Fig. 2. Overtraining (Image from Unsplash)

KDnuggets shared:

An article on How (not) to use Machine Learning for time series forecasting. This article discusses some related issues when it comes to time series forecasting and machine learning, and how to avoid some of the common pitfalls. In particular, this article shows an example to learn how to spot trouble in time series data. Also, it discusses the difference between correlations and causality. Then, it gives a list of machine learning models for time series forecasting and explains how to train and evaluate them.

A post on How to correctly select a sample from a huge dataset in machine learning. This post explains how choosing a small, representative dataset from a large population can improve model training reliability. It provides some statistical approach to select a proper sample that can be statistically significant to represent the whole population. This may help us in machine learning because a small dataset can make us train models more quickly than a larger one, carrying the same amount of information.

Fig. 3. Samples selection from populations (Image from Unsplash)

Discussions on AI

This week data science and AI influencers shared a plethora of topics around AI.

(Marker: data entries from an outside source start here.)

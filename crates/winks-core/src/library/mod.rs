//! The link collection as the application sees it.
//!
//! Holds hydrated links, keeps the derived vocabulary in sync after every
//! mutation, and runs the tag/classification cascades against the store.
//! Local state only changes after the store accepted every write.

mod error;

pub use error::LibraryError;

use crate::link_meta::{
    encode_link_meta, hydrate_link, normalize_name, normalize_tag, parse_tag_names, Link, LinkId,
    LinkRecord, DEFAULT_CLASSIFICATION, DEFAULT_TAG,
};
use crate::store::{LinkRow, LinkStore};
use crate::url_model::normalize_link_url;
use crate::vocabulary::Vocabulary;

/// Filter value meaning "no constraint".
pub const ALL_FILTER: &str = "全部";

/// User input for creating or editing a link.
#[derive(Debug, Clone, Default, PartialEq, Eq)]
pub struct LinkDraft {
    pub title: String,
    pub url: String,
    pub classification: String,
    pub tags: Vec<String>,
}

impl LinkDraft {
    /// Draft pre-filled from an existing link (edit form).
    pub fn from_link(link: &Link) -> Self {
        Self {
            title: link.title.clone(),
            url: link.url.clone(),
            classification: link.classification.clone(),
            tags: link.tags.clone(),
        }
    }
}

/// Result of deleting a tag or classification from the vocabulary.
#[derive(Debug, Clone, PartialEq, Eq)]
pub enum VocabularyDeletion {
    /// The name was not in the vocabulary; nothing changed.
    NotPresent,
    Deleted {
        name: String,
        /// Substituted where the deleted name left a link without a value.
        fallback: String,
        /// Links whose metadata was rewritten.
        rewritten: Vec<LinkId>,
    },
}

/// Classification and tag constraints for listing links.
#[derive(Debug, Clone, Default, PartialEq, Eq)]
pub struct LinkFilter {
    pub classification: Option<String>,
    pub tag: Option<String>,
}

impl LinkFilter {
    pub fn new(classification: Option<&str>, tag: Option<&str>) -> Self {
        let constraint = |v: Option<&str>| {
            v.map(normalize_name)
                .filter(|s| !s.is_empty() && s != ALL_FILTER)
        };
        Self {
            classification: constraint(classification),
            tag: constraint(tag),
        }
    }

    pub fn matches(&self, link: &Link) -> bool {
        let classification_ok = self
            .classification
            .as_deref()
            .map_or(true, |c| link.classification == c);
        let tag_ok = self.tag.as_deref().map_or(true, |t| link.has_tag(t));
        classification_ok && tag_ok
    }
}

/// Link collection backed by a [`LinkStore`].
pub struct Library<S> {
    store: S,
    links: Vec<Link>,
    extra_tags: Vec<String>,
    extra_classifications: Vec<String>,
    vocabulary: Vocabulary,
}

impl<S: LinkStore> Library<S> {
    /// Fetch every row, hydrate, and derive the vocabulary.
    pub async fn load(store: S) -> Result<Self, LibraryError> {
        let mut library = Self {
            store,
            links: Vec::new(),
            extra_tags: Vec::new(),
            extra_classifications: Vec::new(),
            vocabulary: Vocabulary::default(),
        };
        library.reload().await?;
        Ok(library)
    }

    /// Re-fetch all rows from the store. Session-added names are kept.
    pub async fn reload(&mut self) -> Result<(), LibraryError> {
        let records = self
            .store
            .fetch_all()
            .await
            .map_err(|e| LibraryError::store("load links", e))?;
        self.links = records.iter().map(hydrate_link).collect();
        self.refresh_vocabulary();
        tracing::debug!(
            links = self.links.len(),
            tags = self.vocabulary.tags.len(),
            classifications = self.vocabulary.classifications.len(),
            "loaded links"
        );
        Ok(())
    }

    pub fn store(&self) -> &S {
        &self.store
    }

    /// Links in display order (newest first).
    pub fn links(&self) -> &[Link] {
        &self.links
    }

    pub fn get(&self, id: LinkId) -> Option<&Link> {
        self.links.iter().find(|l| l.id == id)
    }

    pub fn vocabulary(&self) -> &Vocabulary {
        &self.vocabulary
    }

    pub fn tags(&self) -> &[String] {
        &self.vocabulary.tags
    }

    pub fn classifications(&self) -> &[String] {
        &self.vocabulary.classifications
    }

    pub fn filter(&self, filter: &LinkFilter) -> Vec<&Link> {
        self.links.iter().filter(|l| filter.matches(l)).collect()
    }

    /// Makes a tag selectable before any link uses it. Returns the
    /// normalized name, or `None` if it normalizes to nothing.
    pub fn add_tag(&mut self, name: &str) -> Option<String> {
        let tag = Some(normalize_tag(name)).filter(|t| !t.is_empty())?;
        if !self.vocabulary.has_tag(&tag) {
            self.extra_tags.push(tag.clone());
            self.refresh_vocabulary();
        }
        Some(tag)
    }

    /// Classification counterpart of [`Library::add_tag`].
    pub fn add_classification(&mut self, name: &str) -> Option<String> {
        let classification = Some(normalize_name(name)).filter(|c| !c.is_empty())?;
        if !self.vocabulary.has_classification(&classification) {
            self.extra_classifications.push(classification.clone());
            self.refresh_vocabulary();
        }
        Some(classification)
    }

    pub async fn create_link(&mut self, draft: LinkDraft) -> Result<Link, LibraryError> {
        let row = self.prepare_row(&draft)?;
        let record = self
            .store
            .insert(&row)
            .await
            .map_err(|e| LibraryError::store("create link", e))?;
        tracing::info!(id = record.id, url = %record.url, "created link");
        Ok(self.apply_record(&record))
    }

    pub async fn update_link(&mut self, id: LinkId, draft: LinkDraft) -> Result<Link, LibraryError> {
        if self.get(id).is_none() {
            return Err(LibraryError::UnknownLink(id));
        }
        let row = self.prepare_row(&draft)?;
        let record = self
            .store
            .update(id, &row)
            .await
            .map_err(|e| LibraryError::store("update link", e))?
            .ok_or(LibraryError::UnknownLink(id))?;
        tracing::info!(id, "updated link");
        Ok(self.apply_record(&record))
    }

    pub async fn delete_link(&mut self, id: LinkId) -> Result<Link, LibraryError> {
        let Some(pos) = self.links.iter().position(|l| l.id == id) else {
            return Err(LibraryError::UnknownLink(id));
        };
        self.store
            .delete(id)
            .await
            .map_err(|e| LibraryError::store("delete link", e))?;
        let removed = self.links.remove(pos);
        tracing::info!(id, "deleted link");
        self.refresh_vocabulary();
        Ok(removed)
    }

    /// Removes a tag from every link that carries it. A link left without
    /// tags gets the vocabulary's fallback tag.
    ///
    /// Refused with [`LibraryError::BuiltIn`] when the tag would still be
    /// listed afterwards (a built-in tag while no link carries any tag).
    pub async fn delete_tag(&mut self, name: &str) -> Result<VocabularyDeletion, LibraryError> {
        let tag = normalize_tag(name);
        if tag.is_empty() || !self.vocabulary.has_tag(&tag) {
            return Ok(VocabularyDeletion::NotPresent);
        }
        if self.vocabulary.tags.len() <= 1 {
            return Err(LibraryError::LastTag);
        }
        let fallback = self.vocabulary.fallback_tag(&tag);

        let mut links = self.links.clone();
        let mut rewritten = Vec::new();
        for link in links.iter_mut().filter(|l| l.has_tag(&tag)) {
            link.tags.retain(|t| *t != tag);
            if link.tags.is_empty() {
                link.tags.push(fallback.clone());
            }
            rewritten.push(link.id);
        }
        let extra_tags: Vec<String> = self.extra_tags.iter().filter(|t| **t != tag).cloned().collect();
        if Vocabulary::derive(&links, &extra_tags, &self.extra_classifications).has_tag(&tag) {
            return Err(LibraryError::BuiltIn(tag));
        }

        for link in links.iter().filter(|l| rewritten.contains(&l.id)) {
            let category = encode_link_meta(&link.classification, &link.tags);
            self.store
                .update_meta(link.id, &category)
                .await
                .map_err(|e| LibraryError::store("delete tag", e))?;
        }

        self.links = links;
        self.extra_tags = extra_tags;
        self.refresh_vocabulary();

        tracing::info!(%tag, %fallback, links = rewritten.len(), "deleted tag");
        Ok(VocabularyDeletion::Deleted {
            name: tag,
            fallback,
            rewritten,
        })
    }

    /// Moves every link in a classification to the fallback classification.
    ///
    /// The default classification is always listed, so deleting it is
    /// refused with [`LibraryError::BuiltIn`].
    pub async fn delete_classification(
        &mut self,
        name: &str,
    ) -> Result<VocabularyDeletion, LibraryError> {
        let classification = normalize_name(name);
        if classification.is_empty() || !self.vocabulary.has_classification(&classification) {
            return Ok(VocabularyDeletion::NotPresent);
        }
        if self.vocabulary.classifications.len() <= 1 {
            return Err(LibraryError::LastClassification);
        }
        let fallback = self.vocabulary.fallback_classification(&classification);

        let mut links = self.links.clone();
        let mut rewritten = Vec::new();
        for link in links.iter_mut().filter(|l| l.classification == classification) {
            link.classification = fallback.clone();
            rewritten.push(link.id);
        }
        let extra_classifications: Vec<String> = self
            .extra_classifications
            .iter()
            .filter(|c| **c != classification)
            .cloned()
            .collect();
        if Vocabulary::derive(&links, &self.extra_tags, &extra_classifications)
            .has_classification(&classification)
        {
            return Err(LibraryError::BuiltIn(classification));
        }

        for link in links.iter().filter(|l| rewritten.contains(&l.id)) {
            let category = encode_link_meta(&link.classification, &link.tags);
            self.store
                .update_meta(link.id, &category)
                .await
                .map_err(|e| LibraryError::store("delete classification", e))?;
        }

        self.links = links;
        self.extra_classifications = extra_classifications;
        self.refresh_vocabulary();

        tracing::info!(%classification, %fallback, links = rewritten.len(), "deleted classification");
        Ok(VocabularyDeletion::Deleted {
            name: classification,
            fallback,
            rewritten,
        })
    }

    /// Normalizes a draft into the row written to the store.
    fn prepare_row(&self, draft: &LinkDraft) -> Result<LinkRow, LibraryError> {
        let title = draft.title.trim();
        if title.is_empty() {
            return Err(LibraryError::EmptyField("title"));
        }
        if draft.url.trim().is_empty() {
            return Err(LibraryError::EmptyField("url"));
        }

        let mut tags = parse_tag_names(&draft.tags);
        if tags.is_empty() {
            let first = self.vocabulary.tags.first().map(String::as_str);
            tags.push(first.unwrap_or(DEFAULT_TAG).to_string());
        }
        let classification = Some(normalize_name(&draft.classification))
            .filter(|c| !c.is_empty())
            .or_else(|| self.vocabulary.classifications.first().cloned())
            .unwrap_or_else(|| DEFAULT_CLASSIFICATION.to_string());

        Ok(LinkRow {
            title: title.to_string(),
            url: normalize_link_url(&draft.url),
            category: encode_link_meta(&classification, &tags),
        })
    }

    /// Replaces (or prepends) the hydrated form of a stored row.
    fn apply_record(&mut self, record: &LinkRecord) -> Link {
        let link = hydrate_link(record);
        match self.links.iter_mut().find(|l| l.id == link.id) {
            Some(existing) => *existing = link.clone(),
            None => self.links.insert(0, link.clone()),
        }
        self.refresh_vocabulary();
        link
    }

    fn refresh_vocabulary(&mut self) {
        self.vocabulary =
            Vocabulary::derive(&self.links, &self.extra_tags, &self.extra_classifications);
    }
}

Tamara McCleary shared an article introducing Artificial Intelligence and Machine Learning, exploring implications for the future.

Ipfconline has shared an article on What is Explainable AI, and How Does it Apply to Data Ethics. The article talks about the need for explainable AI, explainable AI in practice: self-driving cars, and finally the limitations and counterarguments.

They also shared a video discussing if AI can Threaten Human Jobs.

Nige Willson shared a very interesting and thought-provoking article on Why are so many scummy, scammy AI companies thriving?

He also shared an article on should AI be treated like humans. The article takes a deep dive into the ethics of artificial intelligence and why AI ethics are important to think about.

Finally, Marcus Borba shared an interesting article on Can Artificial Intelligence Give Thoughtful Gifts? The article is an exploration of the possibilities and limits of AI’s humanity.

Fig. 4. Robots handling gifts (Image from Indivstock)